Peiling Jiang

2021 Undergraduate Research Fund Awardee
Interactive Media Arts Class of 2021

Peiling Jiang

Peiling Jiang is an undergraduate student majoring in Interactive Media Arts and Psychology. He is interested in facilitating interactivity with novel interfaces, like VR, from a cognition and perception perspective. With an Industrial Design background, he is the winner of the James Dyson Award and worked in MIT Media Lab as an undergraduate research assistant.

PROJECT

b5: A Web-Based Visual Programming Language

How will the next generation learn creative coding? Do they have to learn English? Do they have to look up hundreds of pages of documentation and take classes? Do they have to write redundant code for features already well accomplished due to asymmetric information? b5 rethinks the future of creative coding in terms of education and accessibility in a world that increasingly emphasizes remote collaboration, internationalization, and personalized learning. It is a web-based visual programming language for graphics, fast prototyping, and fun.

Creative coding is extensively promoted by open-source interfaces and libraries, e.g., Scratch and p5.js. However, the existing tools are either for educational purposes, limiting their power when used for creation and production; or use text-based programming languages, making it hard to learn for beginners and visual learners; or installed as an application locally and read files with exclusive file extensions, constraining remote collaboration and sharing. Addressing these challenges, b5 makes creative coding more accessible, faster, and more enjoyable with a web-based visual interface – each function is represented by a block sequentially placed in the coding canvas and connected by wires indicating the flow of their inputs and outputs.
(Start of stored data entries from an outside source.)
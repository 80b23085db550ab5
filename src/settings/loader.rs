//! Loading settings and desired state from disk.

use std::collections::BTreeMap;
use std::fs;
use std::path::Path;

use serde::{Deserialize, Serialize};

use crate::api::{Config, ValidationError};
use crate::settings::schema::CdsSettings;
use crate::settings::validation::{validate_settings, SettingsError};

/// Error type for loading settings or desired state.
#[derive(Debug, thiserror::Error)]
pub enum LoadError {
    #[error("IO error: {0}")]
    Io(#[from] std::io::Error),
    #[error("Parse error: {0}")]
    Parse(#[from] toml::de::Error),
    #[error("JSON error: {0}")]
    Json(#[from] serde_json::Error),
    #[error("Validation failed: {}", join(.0))]
    Validation(Vec<SettingsError>),
    #[error("Invalid config {id}: {source}")]
    InvalidConfig { id: String, source: ValidationError },
}

fn join(errors: &[SettingsError]) -> String {
    errors
        .iter()
        .map(ToString::to_string)
        .collect::<Vec<_>>()
        .join(", ")
}

/// The complete desired state handed to the server in one go.
#[derive(Debug, Clone, Default, PartialEq, Eq, Serialize, Deserialize)]
#[serde(default)]
pub struct DesiredState {
    /// Every config that should exist.
    pub configs: Vec<Config>,

    /// External address of each node, used to patch per-node watches.
    pub nodes: BTreeMap<String, String>,
}

/// Load and validate settings from a TOML file.
pub fn load_settings(path: &Path) -> Result<CdsSettings, LoadError> {
    let content = fs::read_to_string(path)?;
    let settings: CdsSettings = toml::from_str(&content)?;

    validate_settings(&settings).map_err(LoadError::Validation)?;

    Ok(settings)
}

/// Load the desired state from a JSON file, rejecting it if any document is invalid.
pub fn load_desired_state(path: &Path) -> Result<DesiredState, LoadError> {
    let content = fs::read_to_string(path)?;
    let state: DesiredState = serde_json::from_str(&content)?;

    for config in &state.configs {
        config.config.validate().map_err(|source| LoadError::InvalidConfig {
            id: config.id(),
            source,
        })?;
    }

    Ok(state)
}
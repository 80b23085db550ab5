//! Observability subsystem.
//!
//! # Data Flow
//! ```text
//! store / server / client produce:
//!     → tracing macros (structured log events)
//!     → metrics.rs (counters, gauges)
//!
//! Consumers:
//!     → logging.rs subscriber (stdout)
//!     → Prometheus scrape endpoint (daemon only)
//! ```
//!
//! # Design Decisions
//! - Library code only emits events; binaries install the subscriber
//! - Metric updates are no-ops until a recorder is installed

pub mod logging;
pub mod metrics;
Using virtual blocks and wires, people with a minimal programming background can quickly prototype and build creative coding projects with the online editor featuring highly responsive live coding and embedded documentation. Instead of waiting for compilation and the code changes reflected on the canvas, b5 enables users to modify scripts on the fly and any changes made – additions, deletions, or parameter tweaks – will be instantly visible on the side of the code. Instead of looking up each function or feature’s documentation, the complete documentation is embedded into the interface and is directly accessed through a simple hovering of the component.
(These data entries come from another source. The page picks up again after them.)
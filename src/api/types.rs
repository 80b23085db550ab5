//! Identities, list bodies and the license status.

use serde::{Deserialize, Serialize};

use crate::api::stunner::{StunnerConfig, API_VERSION};

/// Render the `namespace/name` identity of a config.
pub fn config_id(namespace: &str, name: &str) -> String {
    format!("{}/{}", namespace, name)
}

/// Split a `namespace/name` identity.
///
/// Returns `None` unless there are exactly two non-empty parts.
pub fn parse_id(id: &str) -> Option<(&str, &str)> {
    let (namespace, name) = id.split_once('/')?;
    if namespace.is_empty() || name.is_empty() || name.contains('/') {
        return None;
    }
    Some((namespace, name))
}

/// A configuration document together with its identity.
#[derive(Debug, Clone, PartialEq, Eq, Serialize, Deserialize)]
pub struct Config {
    pub namespace: String,
    pub name: String,
    pub config: StunnerConfig,
}

impl Config {
    pub fn new(namespace: impl Into<String>, name: impl Into<String>, config: StunnerConfig) -> Self {
        Self {
            namespace: namespace.into(),
            name: name.into(),
            config,
        }
    }

    /// The `namespace/name` identity.
    pub fn id(&self) -> String {
        config_id(&self.namespace, &self.name)
    }
}

/// Body of the list endpoints.
#[derive(Debug, Clone, PartialEq, Eq, Serialize, Deserialize)]
pub struct ConfigList {
    pub version: String,
    pub items: Vec<StunnerConfig>,
}

impl ConfigList {
    pub fn new(items: Vec<StunnerConfig>) -> Self {
        Self {
            version: API_VERSION.to_string(),
            items,
        }
    }
}

/// Licensing state reported by the control plane.
#[derive(Debug, Clone, PartialEq, Eq, Serialize, Deserialize)]
#[serde(rename_all = "camelCase")]
pub struct LicenseStatus {
    pub subscription_type: String,
    #[serde(default)]
    pub enabled_features: Vec<String>,
    #[serde(default, skip_serializing_if = "Option::is_none")]
    pub valid_until: Option<String>,
    #[serde(default, skip_serializing_if = "Option::is_none")]
    pub last_updated: Option<String>,
    #[serde(default, skip_serializing_if = "Option::is_none")]
    pub last_error: Option<String>,
}

impl Default for LicenseStatus {
    fn default() -> Self {
        Self {
            subscription_type: "free".to_string(),
            enabled_features: Vec::new(),
            valid_until: None,
            last_updated: None,
            last_error: None,
        }
    }
}
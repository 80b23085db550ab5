//! Desired-state file watcher for hot reload.

use std::path::{Path, PathBuf};
use std::time::Duration;

use notify::{Config, Event, RecommendedWatcher, RecursiveMode, Watcher};
use tokio::sync::mpsc;

use crate::settings::loader::{load_desired_state, DesiredState};

/// A watcher that reloads the desired-state file whenever it changes.
pub struct DesiredStateWatcher {
    path: PathBuf,
    update_tx: mpsc::UnboundedSender<DesiredState>,
}

impl DesiredStateWatcher {
    /// Create a new DesiredStateWatcher.
    ///
    /// Returns the watcher and a receiver for freshly loaded states.
    pub fn new(path: &Path) -> (Self, mpsc::UnboundedReceiver<DesiredState>) {
        let (update_tx, update_rx) = mpsc::unbounded_channel();

        (
            Self {
                path: path.to_path_buf(),
                update_tx,
            },
            update_rx,
        )
    }

    /// Start watching the file in a background thread.
    ///
    /// The returned handle must be kept alive for as long as updates are wanted.
    pub fn run(self) -> Result<RecommendedWatcher, notify::Error> {
        let tx = self.update_tx.clone();
        let path = self.path.clone();

        let mut watcher = RecommendedWatcher::new(
            move |res: notify::Result<Event>| match res {
                Ok(event) => {
                    if event.kind.is_modify() || event.kind.is_create() {
                        tracing::info!(path = ?path, "Desired state change detected, reloading");
                        match load_desired_state(&path) {
                            Ok(state) => {
                                let _ = tx.send(state);
                            }
                            Err(e) => {
                                tracing::error!(error = %e, "Failed to reload desired state, keeping current state");
                            }
                        }
                    }
                }
                Err(e) => tracing::error!(error = ?e, "Watch error"),
            },
            Config::default().with_poll_interval(Duration::from_secs(2)),
        )?;

        watcher.watch(&self.path, RecursiveMode::NonRecursive)?;

        tracing::info!(path = ?self.path, "Desired state watcher started");
        Ok(watcher)
    }
}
Inspired by p5.js, probably the most widely learned and used creative coding library, b5 is by nature multilingual and beginner-friendly and shares many similar concepts, e.g., the structure of the setup and draw loop, to help people get their hands on the interface with ease. On the other side, unlike text-based programming, each function is wrapped as a block and can be easily translated, shared, and imported using the interface. The more deterministic interface ensures fewer bugs because of the unfamiliarity of the syntax and function usage and makes the external libraries, with uncountable types of APIs originally, standardized and easier to be understood, imported, and used.
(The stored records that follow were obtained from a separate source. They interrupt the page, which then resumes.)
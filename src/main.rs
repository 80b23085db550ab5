//! STUNner Configuration Discovery Service (daemon)
//!
//! ```text
//!   desired-state file ──notify──→ ┌──────────────────────────────┐
//!                                  │            CDS               │
//!                                  │  update_config (diff)        │
//!                                  │        │                     │
//!                                  │        ▼                     │
//!                                  │  ConfigStore ──→ topics ─────┼──ws──→ dataplanes
//!                                  │                              │
//!                                  │  GET /api/v1/configs[...]    │←─http── operators
//!                                  └──────────────────────────────┘
//! ```

use std::path::PathBuf;

use clap::Parser;

use stunner_cds::lifecycle::{self, signals, Shutdown};
use stunner_cds::observability::logging;
use stunner_cds::settings::{load_settings, CdsSettings};

#[derive(Parser)]
#[command(name = "stunner-cds")]
#[command(about = "STUNner configuration discovery service", long_about = None)]
struct Args {
    /// Settings file (TOML). Defaults apply when omitted.
    #[arg(short, long)]
    config: Option<PathBuf>,

    /// Override the listen address.
    #[arg(short, long)]
    bind: Option<String>,

    /// Override the desired-state file.
    #[arg(short, long)]
    desired_state: Option<PathBuf>,
}

#[tokio::main]
async fn main() -> Result<(), Box<dyn std::error::Error>> {
    let args = Args::parse();

    let mut settings = match &args.config {
        Some(path) => load_settings(path)?,
        None => CdsSettings::default(),
    };
    if let Some(bind) = args.bind {
        settings.server.bind_address = bind;
    }
    if let Some(path) = args.desired_state {
        settings.server.desired_state_path = Some(path.to_string_lossy().into_owned());
    }

    logging::init(&settings.observability.log_level);
    tracing::info!(version = env!("CARGO_PKG_VERSION"), "stunner-cds starting");
    tracing::info!(
        bind_address = %settings.server.bind_address,
        suppress_deletion = settings.server.suppress_deletion,
        deletion_update_delay = ?settings.server.deletion_update_delay(),
        desired_state = ?settings.server.desired_state_path,
        "Settings loaded"
    );

    let shutdown = Shutdown::new();
    signals::spawn_signal_handler(shutdown.clone());
    lifecycle::run(settings, shutdown).await?;

    tracing::info!("Shutdown complete");
    Ok(())
}
//! REST and watch endpoint handlers.

use std::net::SocketAddr;

use axum::{
    extract::{ws::rejection::WebSocketUpgradeRejection, ConnectInfo, Path, Query, State, WebSocketUpgrade},
    http::StatusCode,
    response::{IntoResponse, Response},
    Json,
};
use serde::Deserialize;

use crate::api::{Config, ConfigList};
use crate::http::server::CdsServer;
use crate::http::websocket::{serve_watch, WatchRequest};
use crate::store::Topic;

type Upgrade = Result<WebSocketUpgrade, WebSocketUpgradeRejection>;

/// Query parameters shared by the config endpoints.
#[derive(Debug, Default, Deserialize)]
pub struct WatchParams {
    #[serde(default)]
    pub watch: bool,
    pub node: Option<String>,
}

fn list(configs: Vec<Config>) -> Response {
    let items = configs.into_iter().map(|c| c.config).collect();
    Json(ConfigList::new(items)).into_response()
}

/// Upgrade to a watch stream, or answer 400 when the request cannot upgrade.
fn watch(server: CdsServer, ws: Upgrade, remote: SocketAddr, topic: Topic, node: Option<String>) -> Response {
    match ws {
        Ok(ws) => {
            let request = WatchRequest { remote, topic, node };
            ws.on_upgrade(move |socket| serve_watch(server, socket, request))
        }
        Err(rejection) => {
            tracing::debug!(remote = %remote, error = %rejection, "Watch request is not a websocket upgrade");
            rejection.into_response()
        }
    }
}

pub async fn list_all(
    State(server): State<CdsServer>,
    ConnectInfo(remote): ConnectInfo<SocketAddr>,
    Query(params): Query<WatchParams>,
    ws: Upgrade,
) -> Response {
    if params.watch {
        return watch(server, ws, remote, Topic::All, None);
    }
    list(server.store().snapshot())
}

pub async fn list_namespace(
    State(server): State<CdsServer>,
    ConnectInfo(remote): ConnectInfo<SocketAddr>,
    Path(namespace): Path<String>,
    Query(params): Query<WatchParams>,
    ws: Upgrade,
) -> Response {
    let topic = Topic::namespace(&namespace);
    if params.watch {
        return watch(server, ws, remote, topic, None);
    }
    let configs = server
        .store()
        .snapshot()
        .into_iter()
        .filter(|c| topic.matches(c))
        .collect();
    list(configs)
}

pub async fn get_config(
    State(server): State<CdsServer>,
    ConnectInfo(remote): ConnectInfo<SocketAddr>,
    Path((namespace, name)): Path<(String, String)>,
    Query(params): Query<WatchParams>,
    ws: Upgrade,
) -> Response {
    if params.watch {
        let node = params.node.filter(|n| !n.is_empty());
        return watch(server, ws, remote, Topic::config(&namespace, &name), node);
    }
    match server.store().get(&namespace, &name) {
        Some(config) => Json(config.config).into_response(),
        None => (StatusCode::NOT_FOUND, format!("config {}/{} not found", namespace, name)).into_response(),
    }
}

pub async fn get_license(State(server): State<CdsServer>) -> Response {
    Json(server.license_status()).into_response()
}
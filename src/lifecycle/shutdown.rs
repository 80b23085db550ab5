//! Shutdown coordination for the daemon.

use tokio_util::sync::CancellationToken;

/// Coordinator for graceful shutdown.
///
/// Long-running tasks hold a child token and stop once it is cancelled.
#[derive(Debug, Clone, Default)]
pub struct Shutdown {
    token: CancellationToken,
}

impl Shutdown {
    /// Create a new shutdown coordinator.
    pub fn new() -> Self {
        Self::default()
    }

    /// Token that a task can wait on; cancelling it does not stop the others.
    pub fn child_token(&self) -> CancellationToken {
        self.token.child_token()
    }

    /// Trigger the shutdown signal.
    pub fn trigger(&self) {
        if !self.token.is_cancelled() {
            tracing::info!("Shutdown triggered");
        }
        self.token.cancel();
    }

    pub fn is_triggered(&self) -> bool {
        self.token.is_cancelled()
    }

    /// Wait until shutdown is triggered.
    pub async fn wait(&self) {
        self.token.cancelled().await;
    }
}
b5 is open-sourced and continuously evolving to be more stable, include more features, and provide its alternative to answer the question proposed in the beginning. Many questions from different perspectives are yet to be answered - How are the functionality and flexibility traded off for simplicity and accessibility? How will the community form and grow? The only way to approach the answers is to keep prototyping and experimenting, and all kinds of contributions to the project are more than welcome.